2. The inflator as claimed in claim 1, wherein: said intake hole of
said adjustment seat indents from an outer surrounding surface
thereof; and said unidirectional valve sleeves around said
adjustment seat to partition said intake hole and said first space,
and has a valve body that sleevedly abuts said outer surrounding
surface of said adjustment seat, and a valve gasket that extends
radially and forwardly away from said valve body to resiliently and
airtightedly abut against said inner surrounding surface of said
large-diameter cylinder.
3. The inflator as claimed in claim 1, wherein: said exhaust hole
of said adjustment seat has a small-diameter exhaust section that
is fluidly communicated to said first space, and a large-diameter
exhaust section that fluidly communicates said small-diameter
exhaust section to the external environment and that has a diameter
larger than that of said small-diameter exhaust section; said
exhaust valve set includes a sealing member that is mounted in said
large-diameter exhaust section and that is permitted to seal said
small-diameter exhaust section, and an adjustment member that is
mounted to said adjustment seat; when said adjustment mechanism is
in the sealed state, said sealing member is pushed by said
adjustment member to move toward and to seal said small-diameter
exhaust section; and when said adjustment mechanism is in the
pressure relief state, said adjustment member is separated from
said sealing member so that said sealing member is permitted to be
driven by air pressure in the small-diameter exhaust section to
move away, thereby allowing fluid communication between said
small-diameter and large-diameter exhaust sections.

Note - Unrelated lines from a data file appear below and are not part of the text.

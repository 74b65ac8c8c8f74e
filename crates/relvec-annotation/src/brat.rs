//! brat `.ann` line parsing
//!
//! Entity tags:
//! ```text
//! T1\tSubject 0 8\tMichalka wonka
//! ```
//! Relations:
//! ```text
//! R1\tfounded Arg1:T1 Arg2:T3
//! ```
//! Other brat line kinds (events, attributes, notes) are not read.

use relvec_core::{RelvecError, Result, Tag};

/// A parsed relation line; arguments are still tag ids
#[derive(Debug, Clone, PartialEq, Eq)]
pub struct RelationLine {
    pub line_no: usize,
    pub id: String,
    pub label: String,
    pub arg1: String,
    pub arg2: String,
}

/// Lines starting with `marker`, with their 1-based line numbers
pub fn marked_lines(annotation: &str, marker: char) -> impl Iterator<Item = (usize, &str)> {
    annotation
        .lines()
        .enumerate()
        .map(|(i, line)| (i + 1, line.trim_end_matches('\r')))
        .filter(move |(_, line)| line.starts_with(marker))
}

fn malformed(line_no: usize, line: &str, reason: impl Into<String>) -> RelvecError {
    RelvecError::MalformedLine {
        line_no,
        line: line.to_string(),
        reason: reason.into(),
    }
}

/// Parse an entity tag line into a [`Tag`]
pub fn parse_tag_line(line_no: usize, line: &str) -> Result<Tag> {
    let mut fields = line.splitn(3, '\t');
    let id = fields.next().unwrap_or_default();
    let body = fields
        .next()
        .ok_or_else(|| malformed(line_no, line, "missing tab-separated tag body"))?;
    let text = fields
        .next()
        .ok_or_else(|| malformed(line_no, line, "missing surface text"))?;

    let parts: Vec<&str> = body.split(' ').collect();
    let [label, start, end] = parts.as_slice() else {
        return Err(malformed(
            line_no,
            line,
            "expected `label start end` (discontinuous ranges are not supported)",
        ));
    };

    let start: usize = start
        .parse()
        .map_err(|_| malformed(line_no, line, format!("invalid start offset {start:?}")))?;
    let end: usize = end
        .parse()
        .map_err(|_| malformed(line_no, line, format!("invalid end offset {end:?}")))?;
    if start > end {
        return Err(malformed(line_no, line, "start offset after end offset"));
    }

    Ok(Tag::new(id, *label, start, end, text))
}

/// Parse a relation line into a [`RelationLine`]
pub fn parse_relation_line(line_no: usize, line: &str) -> Result<RelationLine> {
    let mut fields = line.split('\t');
    let id = fields.next().unwrap_or_default();
    let body = fields
        .next()
        .ok_or_else(|| malformed(line_no, line, "missing tab-separated relation body"))?;

    let parts: Vec<&str> = body.split(' ').filter(|p| !p.is_empty()).collect();
    if parts.len() < 3 {
        return Err(malformed(
            line_no,
            line,
            "expected `label Arg1:<tag> Arg2:<tag>`",
        ));
    }

    let arg1 = parts[1]
        .strip_prefix("Arg1:")
        .ok_or_else(|| malformed(line_no, line, "first argument is not Arg1"))?;
    let arg2 = parts[2]
        .strip_prefix("Arg2:")
        .ok_or_else(|| malformed(line_no, line, "second argument is not Arg2"))?;

    Ok(RelationLine {
        line_no,
        id: id.to_string(),
        label: parts[0].trim().to_string(),
        arg1: arg1.trim().to_string(),
        arg2: arg2.trim().to_string(),
    })
}

#[cfg(test)]
mod tests {
    use super::*;

    #[test]
    fn test_parse_tag_line() {
        let tag = parse_tag_line(1, "T1\tSubject 0 14\tMichalka wonka").unwrap();
        assert_eq!(tag.id, "T1");
        assert_eq!(tag.label, "Subject");
        assert_eq!((tag.start, tag.end), (0, 14));
        assert_eq!(tag.text, "Michalka wonka");
    }

    #[test]
    fn test_parse_tag_line_rejects_discontinuous() {
        let err = parse_tag_line(3, "T2\tSubject 0 5;6 8\tab cd").unwrap_err();
        match err {
            RelvecError::MalformedLine { line_no, .. } => assert_eq!(line_no, 3),
            other => panic!("unexpected error: {other}"),
        }
    }

    #[test]
    fn test_parse_tag_line_rejects_bad_offsets() {
        assert!(parse_tag_line(1, "T1\tSubject a 4\tabcd").is_err());
        assert!(parse_tag_line(1, "T1\tSubject 6 4\tab").is_err());
        assert!(parse_tag_line(1, "T1\tSubject 0 4").is_err());
        assert!(parse_tag_line(1, "T1").is_err());
    }

    #[test]
    fn test_parse_relation_line() {
        let rel = parse_relation_line(4, "R1\tfounded Arg1:T1 Arg2:T3").unwrap();
        assert_eq!(rel.id, "R1");
        assert_eq!(rel.label, "founded");
        assert_eq!(rel.arg1, "T1");
        assert_eq!(rel.arg2, "T3");
        assert_eq!(rel.line_no, 4);
    }

    #[test]
    fn test_parse_relation_line_rejects_missing_args() {
        assert!(parse_relation_line(1, "R1\tfounded Arg1:T1").is_err());
        assert!(parse_relation_line(1, "R1\tfounded T1 T2").is_err());
        assert!(parse_relation_line(1, "R1").is_err());
    }

    #[test]
    fn test_marked_lines() {
        let ann = "T1\tA 0 1\ta\r\n#1\tAnnotatorNotes T1\tx\nR1\tr Arg1:T1 Arg2:T1\n";
        let tags: Vec<_> = marked_lines(ann, 'T').collect();
        assert_eq!(tags, vec![(1, "T1\tA 0 1\ta")]);
        let rels: Vec<_> = marked_lines(ann, 'R').map(|(n, _)| n).collect();
        assert_eq!(rels, vec![3]);
    }
}
//! relvec CLI - Command-line interface
//!
//! Usage:
//!   relvec inspect <dir>
//!   relvec vectorize <dir> --embeddings <file> [--max-length M] [--position-size P]

mod corpus;

use std::collections::BTreeMap;
use std::path::{Path, PathBuf};

use anyhow::Context;
use clap::{Parser, Subcommand};
use serde_json::json;
use tracing_subscriber::EnvFilter;

use relvec_annotation::AnnotationReader;
use relvec_core::{AppConfig, ConfigError, Corpus, LoggingConfig};
use relvec_vector::RelationVectorizer;

#[derive(Parser)]
#[command(name = "relvec")]
#[command(about = "brat relation annotations to fixed-shape tensors")]
#[command(version)]
struct Cli {
    /// TOML configuration file
    #[arg(long, global = true)]
    config: Option<PathBuf>,

    /// Emit logs as JSON
    #[arg(long, global = true)]
    json_logs: bool,

    #[command(subcommand)]
    command: Commands,
}

#[derive(Subcommand)]
enum Commands {
    /// Summarize the tags and relations of a corpus
    Inspect {
        /// Directory of .txt/.ann pairs
        dir: PathBuf,

        /// Fail on relations that reference unknown tags
        #[arg(long)]
        strict: bool,
    },
    /// Vectorize a corpus and print a summary of the result
    Vectorize {
        /// Directory of .txt/.ann pairs
        dir: PathBuf,

        /// Word vectors in word2vec text format
        #[arg(long)]
        embeddings: Option<PathBuf>,

        /// Maximum tokens per instance
        #[arg(long)]
        max_length: Option<usize>,

        /// Width of each position vector
        #[arg(long)]
        position_size: Option<usize>,

        /// Leave out position vectors
        #[arg(long)]
        no_position_vectors: bool,

        /// Seed for the position table
        #[arg(long)]
        seed: Option<u64>,

        /// Request named-entity features from the embedding source
        #[arg(long)]
        ner: bool,

        /// Request part-of-speech features from the embedding source
        #[arg(long)]
        pos: bool,

        /// Request dependency features from the embedding source
        #[arg(long)]
        dependency: bool,

        /// Fail on relations that reference unknown tags
        #[arg(long)]
        strict: bool,

        /// Include every dropped instance in the summary
        #[arg(long)]
        list_dropped: bool,
    },
}

fn load_config(path: Option<&Path>) -> anyhow::Result<AppConfig> {
    let config = match path {
        Some(path) => AppConfig::from_file(path)?.with_env_override()?,
        None => AppConfig::from_env()?,
    };
    Ok(config)
}

fn init_logging(config: &LoggingConfig) {
    let filter =
        EnvFilter::try_from_default_env().unwrap_or_else(|_| EnvFilter::new(&config.level));
    let builder = tracing_subscriber::fmt()
        .with_env_filter(filter)
        .with_writer(std::io::stderr);

    if config.json_format {
        builder.json().init();
    } else {
        builder.init();
    }
}

fn inspect(config: AppConfig, dir: &Path) -> anyhow::Result<()> {
    let reader = AnnotationReader::new(config.reader);
    let documents = corpus::load_documents(dir)?;

    let mut read = Corpus::default();
    let mut skipped = 0;

    for document in &documents {
        let annotated = reader
            .read_document(document)
            .map_err(|e| e.in_document(&document.id))?;
        let outside = annotated.tags.iter().filter(|t| t.is_outside()).count();

        println!(
            "{}: {} tokens, {} tags ({} explicit), {} relations, {} skipped",
            annotated.document_id,
            annotated.tokens.len(),
            annotated.tags.len(),
            annotated.tags.len() - outside,
            annotated.relations.len(),
            annotated.skipped.len()
        );

        read.instances.extend(annotated.relations);
        read.labels.extend(annotated.labels);
        skipped += annotated.skipped.len();
    }

    println!();
    println!("{} documents, {} skipped relations", documents.len(), skipped);
    for (label, count) in &read.label_counts() {
        println!("  {label}: {count}");
    }

    Ok(())
}

fn vectorize(config: AppConfig, dir: &Path, list_dropped: bool) -> anyhow::Result<()> {
    if config.embedding.path.as_os_str().is_empty() {
        return Err(ConfigError::MissingRequired(
            "embedding file (--embeddings or RELVEC_EMBEDDINGS)".to_string(),
        )
        .into());
    }

    let reader = AnnotationReader::new(config.reader);
    let documents = corpus::load_documents(dir)?;
    let (corpus, skipped) = reader.read_corpus(documents)?;

    let vectorizer = RelationVectorizer::from_config(config.vectorizer, &config.embedding)
        .context("Failed to set up vectorizer")?;
    let batch = vectorizer.transform(&corpus.instances)?;

    let mut kept_labels: BTreeMap<&str, usize> = BTreeMap::new();
    for label in &batch.labels {
        *kept_labels.entry(label.as_str()).or_insert(0) += 1;
    }

    let (instances, rows, width) = batch.tensor.dim();
    let mut summary = json!({
        "documents": corpus.texts.len(),
        "relation_instances": corpus.len(),
        "skipped_relations": skipped.len(),
        "kept": instances,
        "shape": [instances, rows, width],
        "dropped": batch.report.counts(),
        "labels": kept_labels,
    });
    if list_dropped {
        summary["dropped_instances"] = serde_json::to_value(&batch.report.dropped)?;
    }

    println!("{}", serde_json::to_string_pretty(&summary)?);
    Ok(())
}

fn main() -> anyhow::Result<()> {
    let cli = Cli::parse();

    let mut config = load_config(cli.config.as_deref())?;
    if cli.json_logs {
        config.logging.json_format = true;
    }
    init_logging(&config.logging);

    match cli.command {
        Commands::Inspect { dir, strict } => {
            config.reader.strict_relations |= strict;
            inspect(config, &dir)?;
        }
        Commands::Vectorize {
            dir,
            embeddings,
            max_length,
            position_size,
            no_position_vectors,
            seed,
            ner,
            pos,
            dependency,
            strict,
            list_dropped,
        } => {
            if let Some(path) = embeddings {
                config.embedding.path = path;
            }
            if let Some(max_length) = max_length {
                config.vectorizer.max_length = max_length;
            }
            if let Some(size) = position_size {
                config.vectorizer.position_size = size;
            }
            if no_position_vectors {
                config.vectorizer.position_vectors = false;
            }
            if seed.is_some() {
                config.vectorizer.seed = seed;
            }
            config.embedding.features.ner |= ner;
            config.embedding.features.pos |= pos;
            config.embedding.features.dependency |= dependency;
            config.reader.strict_relations |= strict;
            config.validate()?;

            vectorize(config, &dir, list_dropped)?;
        }
    }

    Ok(())
}
//! Annotation reader
//!
//! Builds the merged tag sequence of a document and extracts its
//! relation instances.

use std::collections::HashSet;

use relvec_core::{
    tokenize_with_spans, Corpus, Document, ReaderConfig, RelationInstance, RelvecError, Result,
    Tag, TagSequence, Token, Tokenizer,
};

use crate::brat::{marked_lines, parse_relation_line, parse_tag_line};
use crate::tokenize::create_tokenizer;
use crate::{AnnotatedDocument, SkippedRelation};

/// Reads brat documents into tag sequences and relation instances
pub struct AnnotationReader {
    config: ReaderConfig,
    tokenizer: Box<dyn Tokenizer>,
}

impl AnnotationReader {
    /// Create a reader using the tokenizer named in the config
    pub fn new(config: ReaderConfig) -> Self {
        let tokenizer = create_tokenizer(config.tokenizer);
        Self { config, tokenizer }
    }

    /// Create a reader with a caller-supplied tokenizer
    pub fn with_tokenizer(config: ReaderConfig, tokenizer: impl Tokenizer + 'static) -> Self {
        Self {
            config,
            tokenizer: Box::new(tokenizer),
        }
    }

    pub fn config(&self) -> &ReaderConfig {
        &self.config
    }

    /// Tokenize text and rebuild token spans
    pub fn tokens(&self, text: &str) -> Vec<Token> {
        tokenize_with_spans(self.tokenizer.tokenize(text))
    }

    /// Parse every explicit tag line of an annotation file
    pub fn explicit_tags(&self, annotation: &str) -> Result<Vec<Tag>> {
        marked_lines(annotation, self.config.tag_marker)
            .map(|(line_no, line)| parse_tag_line(line_no, line))
            .collect()
    }

    /// Merge explicit tags with an outside tag for every token that no
    /// explicit tag touches
    pub fn merge_tags(&self, tokens: &[Token], annotation: &str) -> Result<TagSequence> {
        let mut tags = self.explicit_tags(annotation)?;
        let explicit_count = tags.len();

        let mut used: HashSet<String> = tags.iter().map(|t| t.id.clone()).collect();
        let mut next_id = explicit_count + 1;

        for token in tokens {
            let span = token.span();
            let tagged = tags[..explicit_count]
                .iter()
                .any(|t| t.span().intersects(span));
            if tagged {
                continue;
            }

            let id = loop {
                let candidate = format!("{}{}", self.config.tag_marker, next_id);
                next_id += 1;
                if !used.contains(&candidate) {
                    break candidate;
                }
            };
            used.insert(id.clone());
            tags.push(Tag::new(
                id,
                self.config.outside_label.clone(),
                token.start,
                token.end,
                token.text.clone(),
            ));
        }

        tracing::debug!(
            explicit = explicit_count,
            synthesized = tags.len() - explicit_count,
            "Merged tags"
        );

        Ok(TagSequence::new(tags))
    }

    /// Resolve relation lines against the merged tags
    ///
    /// Arguments only name explicit tags; an id that exists solely as a
    /// synthesized outside tag is unresolved. Returns the instances, their
    /// labels, and the lines skipped for an unresolved argument. In strict
    /// mode an unresolved argument is an error instead.
    pub fn extract_relations(
        &self,
        document_id: &str,
        annotation: &str,
        tags: &TagSequence,
    ) -> Result<(Vec<RelationInstance>, Vec<String>, Vec<SkippedRelation>)> {
        let explicit: HashSet<String> = self
            .explicit_tags(annotation)?
            .into_iter()
            .map(|t| t.id)
            .collect();
        let resolve = |id: &str| {
            if explicit.contains(id) {
                tags.index_of(id)
            } else {
                None
            }
        };

        let mut relations = Vec::new();
        let mut labels = Vec::new();
        let mut skipped = Vec::new();

        for (line_no, line) in marked_lines(annotation, self.config.relation_marker) {
            let rel = parse_relation_line(line_no, line)?;

            let (entity1, entity2) = match (resolve(&rel.arg1), resolve(&rel.arg2)) {
                (Some(e1), Some(e2)) => (e1, e2),
                (e1, _) => {
                    let missing = if e1.is_none() { rel.arg1 } else { rel.arg2 };
                    if self.config.strict_relations {
                        return Err(RelvecError::UnresolvedArgument {
                            relation_id: rel.id,
                            argument: missing,
                        });
                    }
                    tracing::warn!(
                        "Skipping relation {} in {} (line {}): unknown tag {}",
                        rel.id,
                        document_id,
                        line_no,
                        missing
                    );
                    skipped.push(SkippedRelation {
                        document_id: document_id.to_string(),
                        relation_id: rel.id,
                        line_no,
                        missing,
                    });
                    continue;
                }
            };

            relations.push(RelationInstance::from_tags(
                document_id,
                tags,
                entity1,
                entity2,
                rel.label.clone(),
            ));
            labels.push(rel.label);
        }

        Ok((relations, labels, skipped))
    }

    /// Read one document
    pub fn read_document(&self, document: &Document) -> Result<AnnotatedDocument> {
        let tokens = self.tokens(&document.text);
        let tags = self.merge_tags(&tokens, &document.annotation)?;
        let (relations, labels, skipped) =
            self.extract_relations(&document.id, &document.annotation, &tags)?;

        tracing::debug!(
            "Read document {}: {} tokens, {} tags, {} relations",
            document.id,
            tokens.len(),
            tags.len(),
            relations.len()
        );

        Ok(AnnotatedDocument {
            document_id: document.id.clone(),
            tokens,
            tags,
            relations,
            labels,
            skipped,
        })
    }

    /// Read every document in ascending id order
    ///
    /// A structural failure in any document aborts the pass and is
    /// returned with the document id attached.
    pub fn read_corpus(
        &self,
        documents: impl IntoIterator<Item = Document>,
    ) -> Result<(Corpus, Vec<SkippedRelation>)> {
        let mut documents: Vec<Document> = documents.into_iter().collect();
        documents.sort_by(|a, b| a.id.cmp(&b.id));

        let mut corpus = Corpus::default();
        let mut skipped = Vec::new();

        for document in documents {
            let annotated = self
                .read_document(&document)
                .map_err(|e| e.in_document(&document.id))?;

            corpus.instances.extend(annotated.relations);
            corpus.labels.extend(annotated.labels);
            skipped.extend(annotated.skipped);
            corpus.texts.insert(document.id, document.text);
        }

        tracing::info!(
            "Read {} documents: {} relation instances, {} skipped relations",
            corpus.texts.len(),
            corpus.len(),
            skipped.len()
        );

        Ok((corpus, skipped))
    }
}

impl Default for AnnotationReader {
    fn default() -> Self {
        Self::new(ReaderConfig::default())
    }
}

// ============================================================================
// Tests
// ============================================================================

4. The inflator as claimed in claim 3, wherein: said adjustment
member of said exhaust valve set has an annular portion that is
operable to rotatably sleeve around said adjustment seat, and an
abutting portion that is driven by said annular portion to move
relative to said sealing member; said adjustment member is operable
to rotate between a detached position, where said sealing member is
not pushed by said abutting portion, and a closed position, where
said sealing member is pushed by said abutting portion to abut
against and to seal said small-diameter exhaust section.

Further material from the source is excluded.